In three words, Michelle Yeoh taught us about shamelessly protecting our time.

On a Golden Globes night full of iconic acceptance-speech moments – check out these sweet, fun, mildly meandering words from HBO’s “White Lotus” star Jennifer Coolidge, for example – actress Yeoh stood out all the same.

“Shut up, please,” she said simply – with a smile on her face – when the band attempted to play her off halfway through her address. The audience laughed and clapped along as she added: “I can beat you up. And that’s serious.”

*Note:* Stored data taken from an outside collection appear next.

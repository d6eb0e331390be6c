//! File system based loader

use crate::error::{RepositoryError, RepositoryResult};
use crate::traits::DocumentLoader;
use path_absolutize::Absolutize;
use std::fs;
use std::io::ErrorKind;
use std::path::{Component, Path, PathBuf};

/// Loads documents from files below a root directory
///
/// Keys are relative paths such as `fees/standard.json`. Keys that are
/// absolute or that climb out of the root are rejected.
#[derive(Debug, Clone)]
pub struct FileSystemLoader {
    /// Root path of the document tree
    root_path: PathBuf,
}

impl FileSystemLoader {
    /// Create a loader rooted at `root_path`
    ///
    /// # Example
    /// ```no_run
    /// use jdm_repository::FileSystemLoader;
    ///
    /// let loader = FileSystemLoader::new("rules").unwrap();
    /// ```
    pub fn new<P: AsRef<Path>>(root_path: P) -> RepositoryResult<Self> {
        let path = root_path.as_ref();

        if !path.is_dir() {
            return Err(RepositoryError::InvalidPath {
                path: path.to_path_buf(),
            });
        }

        let root_path = path.absolutize()?.to_path_buf();
        Ok(Self { root_path })
    }

    pub fn root(&self) -> &Path {
        &self.root_path
    }

    /// Resolve a key to a file path below the root
    fn resolve_path(&self, key: &str) -> RepositoryResult<PathBuf> {
        let relative = Path::new(key);
        let escapes = relative.components().any(|component| {
            matches!(
                component,
                Component::ParentDir | Component::RootDir | Component::Prefix(_)
            )
        });
        if key.is_empty() || escapes {
            return Err(RepositoryError::PathTraversal {
                key: key.to_string(),
            });
        }

        let path = self.root_path.join(relative).absolutize()?.to_path_buf();
        if !path.starts_with(&self.root_path) {
            return Err(RepositoryError::PathTraversal {
                key: key.to_string(),
            });
        }
        Ok(path)
    }

    fn read(&self, key: &str) -> RepositoryResult<String> {
        let path = self.resolve_path(key)?;
        tracing::debug!("Loading document '{}' from {}", key, path.display());

        let bytes = fs::read(&path).map_err(|e| match e.kind() {
            ErrorKind::NotFound => RepositoryError::NotFound {
                key: key.to_string(),
            },
            _ => RepositoryError::Io(e),
        })?;

        String::from_utf8(bytes).map_err(|_| RepositoryError::InvalidEncoding {
            key: key.to_string(),
        })
    }
}

impl DocumentLoader for FileSystemLoader {
    fn load(&self, key: &str) -> anyhow::Result<String> {
        Ok(self.read(key)?)
    }
}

After winning Best Actress in a Musical or Comedy for her starring role in the dimension-bending drama “Everything Everywhere All At Once,” Yeoh reflected on her struggles as an Asian actress trying to succeed in Hollywood. “When I first came to Hollywood, it was a dream come true — until I got here,” she recalled. “I came here and was told, ‘You’re a minority.’”

Then, roughly halfway through her speech, the piano began to softly play. As noted, Yeoh wasn’t having it. 

After decades of hard work – starring in films like James Bond installment “Tomorrow Never Dies” and Oscar-winning action classic “Crouching Tiger, Hidden Dragon” – one could argue that the 60-year-old performer earned an extra few minutes to celebrate her first Golden Globes triumph. 

It’s also a surprising faux pas for an event hosted by the Hollywood Foreign Press Association, whose diversity problems have been so severe and well-documented that last year’s ceremony was called off in light of them.

Yeoh used the time she reclaimed, in part, to note the entertainment industry’s broader equity problems – by paying homage to “all the shoulders that I stand on, all who came before me, who look like me, and all who are going on this journey with me forward.”

She added, “Forty years… I’m not letting go of this.”